Lo presente pero ausente

larazondemexico

Duelos múltiples nos rondan estos días. Durante una situación inédita es imposible tener certezas para explicarla y encontrar así un poco de tranquilidad. Ni siquiera en el plano médico es transparente el comportamiento del virus. Lo que sí sabemos es que la vida nos cambió violentamente de un día para otro y que estamos atravesando un río muy grande, caudaloso, agotador, con la esperanza de llegar a la orilla tarde o temprano.

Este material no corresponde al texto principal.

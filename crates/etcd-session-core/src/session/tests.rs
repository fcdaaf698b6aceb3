use super::*;
use chrono::Duration;
use serde_json::json;

#[test]
fn test_new_session_is_empty() {
    let session = Session::new("abc");
    assert_eq!(session.id(), "abc");
    assert!(session.is_new());
    assert!(session.attributes().is_empty());
    assert_eq!(session.max_inactive_interval, None);
}

#[test]
fn test_attributes() {
    let mut session = Session::new("abc");
    assert_eq!(session.set_attribute("x", json!(1)), None);
    assert_eq!(session.set_attribute("x", json!(2)), Some(json!(1)));
    assert_eq!(session.attribute("x"), Some(&json!(2)));

    assert_eq!(session.remove_attribute("x"), Some(json!(2)));
    assert_eq!(session.attribute("x"), None);
}

#[test]
fn test_access_clears_new_flag() {
    let mut session = Session::new("abc");
    let before = session.last_accessed_time;
    session.access();
    assert!(!session.is_new());
    assert!(session.last_accessed_time >= before);
}

#[test]
fn test_expiry() {
    let session = Session::new("abc").with_max_inactive_interval(60);
    let now = session.last_accessed_time;
    assert!(!session.is_expired_at(now + Duration::seconds(30)));
    assert!(session.is_expired_at(now + Duration::seconds(61)));

    let forever = Session::new("def");
    assert!(!forever.is_expired_at(now + Duration::days(365)));
}
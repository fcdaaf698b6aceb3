//! Etcd Session KV - Remote key-value capability
//!
//! This crate provides the narrow client surface the session store consumes:
//! - `KvClient`: blocking get/set/delete/list over a hierarchical namespace
//! - `EtcdClient`: etcd v2 keys API over HTTP
//! - `MemoryKv`: in-process namespace (development/testing)
//!
//! Retries, pooling and timeouts belong to the client implementation, never to
//! the callers of this trait.

#![forbid(unsafe_code)]
#![warn(missing_docs)]

mod error;
mod etcd;
mod memory;

pub use error::{KvError, Result};
pub use etcd::{EtcdClient, EtcdClientConfig};
pub use memory::MemoryKv;

use serde::Deserialize;

/// A node in the hierarchical namespace
///
/// Leaves carry a `value`; directories carry `nodes` when they were listed.
#[derive(Debug, Clone, Default, PartialEq, Eq, Deserialize)]
pub struct KvNode {
    /// Absolute key, e.g. `/sessions/abc`
    pub key: String,
    /// Leaf value (absent for directories)
    #[serde(default)]
    pub value: Option<String>,
    /// Whether this node is a directory
    #[serde(default)]
    pub dir: bool,
    /// Children (only populated by listings)
    #[serde(default)]
    pub nodes: Vec<KvNode>,
    /// Index of the last modification
    #[serde(default, rename = "modifiedIndex")]
    pub modified_index: u64,
}

impl KvNode {
    /// Last path segment of the key
    #[must_use]
    pub fn name(&self) -> &str {
        self.key
            .trim_end_matches('/')
            .rsplit('/')
            .next()
            .unwrap_or_default()
    }
}

/// Blocking client capability over a remote hierarchical key-value service
pub trait KvClient: Send + Sync {
    /// Point read of a single key
    fn get(&self, key: &str) -> Result<KvNode>;

    /// Point write of a text value
    fn set(&self, key: &str, value: &str) -> Result<()>;

    /// Delete a single key
    fn delete(&self, key: &str) -> Result<()>;

    /// Delete a directory and everything beneath it
    fn delete_dir_recursive(&self, prefix: &str) -> Result<()>;

    /// List the immediate children of a directory
    fn list(&self, prefix: &str) -> Result<Vec<KvNode>>;
}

Mientras tanto, ensayamos nuevas rutinas para pautar los días. Quienes trabajan todo el día con videollamadas, describen un agotamiento nuevo, inusual. Una posible explicación es que la realidad de la existencia de los otros se ha convertido en virtualidad. Estamos presentes en la pantalla pero ausentes de cuerpo. Parece que estamos juntos —eso nos dice nuestra mente cuando entramos a una reunión o a una charla uno a uno por Zoom, Skype o Facetime—pero nuestros cuerpos no sienten la presencia del otros. Esto es lo agotador, porque es más fácil la ausencia total o la presencia real.

Pienso mucho en estos días en el cerebro de los adolescentes y jóvenes para quienes la virtualidad era ya la forma cotidiana de comunicación, pero que hoy de manera personal, puedo referir como un fenómeno extraño de soledad en compañía virtual. El cuerpo da muchísima información pero además procesa la energía de los otros, su estado anímico, sus gestos. Las plataformas de conexión son fantásticas pero ni de lejos nos parecemos en la pantalla a los que somos en persona. Es a ratos como ir a ciegas sin la presencia del cuerpo. No sentimos tanto y tampoco tenemos tanta imaginación para percibir al otro.

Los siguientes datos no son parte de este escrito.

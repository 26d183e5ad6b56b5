//! Concurrent fetch-and-check of candidate files.
//!
//! One task per candidate, gated by a semaphore so at most `concurrency`
//! candidates are in flight. Every task sends exactly one `PatchOutcome` to
//! a single collector task, which owns the changeset while it is being
//! built. The join over all tasks is the barrier: once
//! `patch_candidates` returns, no writer remains.

use std::num::NonZeroUsize;
use std::sync::Arc;

use tokio::sync::{mpsc, Semaphore};
use tokio::task::JoinSet;
use tracing::{debug, info, warn};

use crate::api::RepoHost;
use crate::domain::{Changeset, PatchedTreeEntry, RepoSlug, TreeEntry};
use crate::format::{FormatError, Formatter};

/// What happened to one candidate
#[derive(Debug, Clone, PartialEq, Eq)]
pub enum PatchOutcome {
    /// Content differs from its canonical form
    Changed(PatchedTreeEntry),
    /// Already canonical
    Unchanged,
    /// Fetch or check failed; the candidate was dropped
    Failed,
}

/// Aggregate result of the pool
#[derive(Debug, Clone, Default, PartialEq, Eq)]
pub struct PatchReport {
    pub changeset: Changeset,
    pub unchanged: usize,
    pub failed: usize,
}

/// Check every candidate and collect the ones that need rewriting.
///
/// Per-candidate failures are logged and counted, never returned.
pub async fn patch_candidates(
    host: Arc<dyn RepoHost>,
    formatter: Arc<dyn Formatter>,
    repo: &RepoSlug,
    candidates: Vec<TreeEntry>,
    concurrency: NonZeroUsize,
) -> PatchReport {
    let total = candidates.len();
    let (tx, rx) = mpsc::unbounded_channel();
    let collector = tokio::spawn(collect(rx));

    let semaphore = Arc::new(Semaphore::new(concurrency.get()));
    let mut workers = JoinSet::new();
    let mut panicked = 0;

    debug!(
        "Checking {} candidates, at most {} at a time",
        total,
        concurrency.get()
    );

    for entry in candidates {
        let permit = match Arc::clone(&semaphore).acquire_owned().await {
            Ok(permit) => permit,
            Err(e) => {
                warn!("Worker pool closed early: {}", e);
                break;
            }
        };
        let host = Arc::clone(&host);
        let formatter = Arc::clone(&formatter);
        let repo = repo.clone();
        let tx = tx.clone();

        workers.spawn(async move {
            let outcome = patch_one(host.as_ref(), formatter.as_ref(), &repo, &entry).await;
            drop(permit);
            // The collector only stops once every sender is gone.
            let _ = tx.send(outcome);
        });
    }
    drop(tx);

    while let Some(joined) = workers.join_next().await {
        if let Err(e) = joined {
            warn!("Patch worker did not finish: {}", e);
            panicked += 1;
        }
    }

    let mut report = match collector.await {
        Ok(report) => report,
        Err(e) => {
            warn!("Patch collector did not finish: {}", e);
            PatchReport {
                failed: total,
                ..PatchReport::default()
            }
        }
    };
    report.failed += panicked;
    report
}

async fn collect(mut rx: mpsc::UnboundedReceiver<PatchOutcome>) -> PatchReport {
    let mut changed = Vec::new();
    let mut unchanged = 0;
    let mut failed = 0;

    while let Some(outcome) = rx.recv().await {
        match outcome {
            PatchOutcome::Changed(entry) => changed.push(entry),
            PatchOutcome::Unchanged => unchanged += 1,
            PatchOutcome::Failed => failed += 1,
        }
    }

    PatchReport {
        changeset: Changeset::new(changed),
        unchanged,
        failed,
    }
}

/// Fetch one candidate, check it, and build its patched entry if it changed.
async fn patch_one(
    host: &dyn RepoHost,
    formatter: &dyn Formatter,
    repo: &RepoSlug,
    entry: &TreeEntry,
) -> PatchOutcome {
    let label = entry.label();

    let raw = match host.get_raw_blob(repo, &entry.sha).await {
        Ok(raw) => raw,
        Err(e) => {
            warn!("Fetching blob ({}): {:#}", label, e);
            return PatchOutcome::Failed;
        }
    };

    let checked = match formatter.check(&raw).await {
        Ok(checked) => checked,
        Err(FormatError::Syntax(message)) => {
            warn!("Bad source ({}): {}", label, message);
            info!("Content of {}:\n{}", label, String::from_utf8_lossy(&raw));
            return PatchOutcome::Failed;
        }
        Err(e) => {
            warn!("Checking ({}): {}", label, e);
            return PatchOutcome::Failed;
        }
    };

    if checked.is_canonical(&raw) {
        return PatchOutcome::Unchanged;
    }

    match String::from_utf8(checked.canonical) {
        Ok(content) => {
            info!("({}) needs formatting", label);
            PatchOutcome::Changed(PatchedTreeEntry::from_entry(entry, content))
        }
        Err(e) => {
            warn!("Formatted output of {} is not UTF-8: {}", label, e);
            PatchOutcome::Failed
        }
    }
}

Quizá la palabra será lo más fidedigno y lo que más nos pueda acercar a los otros. Qué palabras están utilizando y cómo. Y preguntar si lo que han dicho lo hemos entendido bien o no. También tiene sus bondades según refieren algunos: las juntas de trabajo, álgidas en persona, se sienten menos hostiles y personales vía la pantalla. Es más fácil no engancharse en pleitos con el compañero que dijo algo agresivo, porque está allá, lejos, en su casa. Lo que para los encuentros de amistad o de amor se echa en falta, hace el trabajo más eficiente. Tal vez trabajar no vuelva a hacerse del mismo modo. Quizá tampoco será tan sencillo, cuando lleguemos a la orilla, rehabitar el espacio público sin un dejo de paranoia. Leo a muchos que no saben qué harán cuando por fin podamos salir al parque, al gimnasio o al restaurante. El miedo al contagio no se quita en automático. Es posible que no volvamos a darnos la mano ni a besarnos con toda la gente de la oficina o en una reunión donde no conocemos a todos. Los códigos de cercanía tal vez también cambiarán en adelante.

Luciano Lutereau, psicoanalista argentino, lo explica así: “Seguramente cuando esto termine se organizará un besazo, la maratón de abrazos, una orgía en una plaza y es posible que algunos vayan, pero pienso que los gestos actuados no reproducen la vida, sino que apenas señalan su falta (…) me pregunto cómo haremos para investir nuevamente ese mundo, si es que es posible”.

Cuando estemos por fin del otro lado del río, posiblemente seremos distintos y habremos aclarado cuáles son las presencias, los gestos y las acciones esenciales en nuestra vida.